Ela disse que as alegações de fraude nas eleições parlamentares do país, que aconteceram seis dias antes de sua libertação, serão investigadas por um comitê especial de seu partido, a Liga Nacional pela Democracia (NLD). Partidos ligados ao governo militar obtiveram a maioria dos votos nas eleições, as primeiras realizadas no país em 20 anos.

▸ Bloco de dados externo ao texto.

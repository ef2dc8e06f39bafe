//! # tavola-settings: Settings Screen Controllers for Tavola
//!
//! Every back-office settings screen (charges, customers, employees,
//! absences, payments, market items) drives one [`SettingsController`]: it
//! filters the list live as the user types, keeps the selection, and moves
//! rows in and out through JSON files.
//!
//! ## Architecture Position
//! ```text
//! ┌─────────────────────────────────────────────────────────────────────────┐
//! │                        Tavola Architecture                              │
//! │                                                                         │
//! │  ┌─────────────────────────────────────────────────────────────────┐   │
//! │  │                  Screen (CLI / UI shell)                        │   │
//! │  └─────────────────────────────┬───────────────────────────────────┘   │
//! │                                │ &mut controller                        │
//! │  ┌─────────────────────────────▼───────────────────────────────────┐   │
//! │  │            ★ tavola-settings (THIS CRATE) ★                     │   │
//! │  │                                                                 │   │
//! │  │   ┌────────────┐  ┌────────────┐  ┌────────────┐  ┌─────────┐ │   │
//! │  │   │ controller │  │   events   │  │  transfer  │  │ config  │ │   │
//! │  │   └────────────┘  └────────────┘  └────────────┘  └─────────┘ │   │
//! │  └─────────────────────────────┬───────────────────────────────────┘   │
//! │                                │                                        │
//! │  ┌──────────────────┐  ┌───────▼──────────┐                            │
//! │  │   tavola-core    │  │    tavola-db     │                            │
//! │  │ (pure rules)     │  │ (repositories)   │                            │
//! │  └──────────────────┘  └──────────────────┘                            │
//! └─────────────────────────────────────────────────────────────────────────┘
//! ```
//!
//! ## Modules
//!
//! - [`controller`] - The per-screen controller and its published state
//! - [`events`] - Screen notifications with an explicit replay policy
//! - [`transfer`] - JSON import sources and export sinks
//! - [`config`] - Controller configuration (TOML + environment)
//! - [`error`] - Settings error types
//!
//! ## Usage
//!
//! ```rust,ignore
//! use tavola_core::Charges;
//! use tavola_settings::{ControllerConfig, JsonFile, SettingsController};
//!
//! let config = ControllerConfig::load_or_default(None);
//! let mut screen = SettingsController::<Charges, _>::for_database(&db, &config);
//!
//! screen.import_from_source(&JsonFile::new("charges.json")).await;
//! screen.select_item(3);
//! screen.import_items_to_database().await;
//! ```

// =============================================================================
// Module Declarations
// =============================================================================

pub mod config;
pub mod controller;
pub mod error;
pub mod events;
pub mod transfer;

// =============================================================================
// Re-exports for Convenience
// =============================================================================

pub use config::ControllerConfig;
pub use controller::{ExportOutcome, ImportOutcome, ItemsSnapshot, SettingsController};
pub use error::{SettingsError, SettingsResult};
pub use events::{EventChannel, EventReceiver, ReplayPolicy, SettingsEvent};
pub use transfer::{ExportSink, ImportSource, JsonFile};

Sobre o período de detenção, Suu Kyi afirmou que "não tem bases para reclamar", já que "estava muito melhor em prisão domiciliar" do que a maioria dos 2.200 presos políticos em Mianmar. "Eu realmente não acho que tenho bases para reclamar. Eu lutei contra essa prisão domiciliar porque acredito na lei e eu não acho que eles tinham direito - pela lei - de me colocar em nenhum tipo de detenção. Mas eu reconheço e aceito que minha situação era muito melhor do que as pessoas que estão na prisão. Só quero que elas sejam libertadas o quanto antes."

Apoio

Em coletiva de imprensa na sede do partido horas antes, a Nobel da Paz disse ainda que espera que o que faz pelo país não seja baseado somente em "autoridade moral". "Gosto de pensar que sou parte de um movimento pela democracia", declarou. Ela pediu ainda o apoio e a participação do povo birmanês na luta pela democracia. "Não posso fazer isso sozinha, vocês tem que fazer comigo", disse. "Uma pessoa sozinha não pode fazer algo tão importante quanto trazer democracia genuína a um país."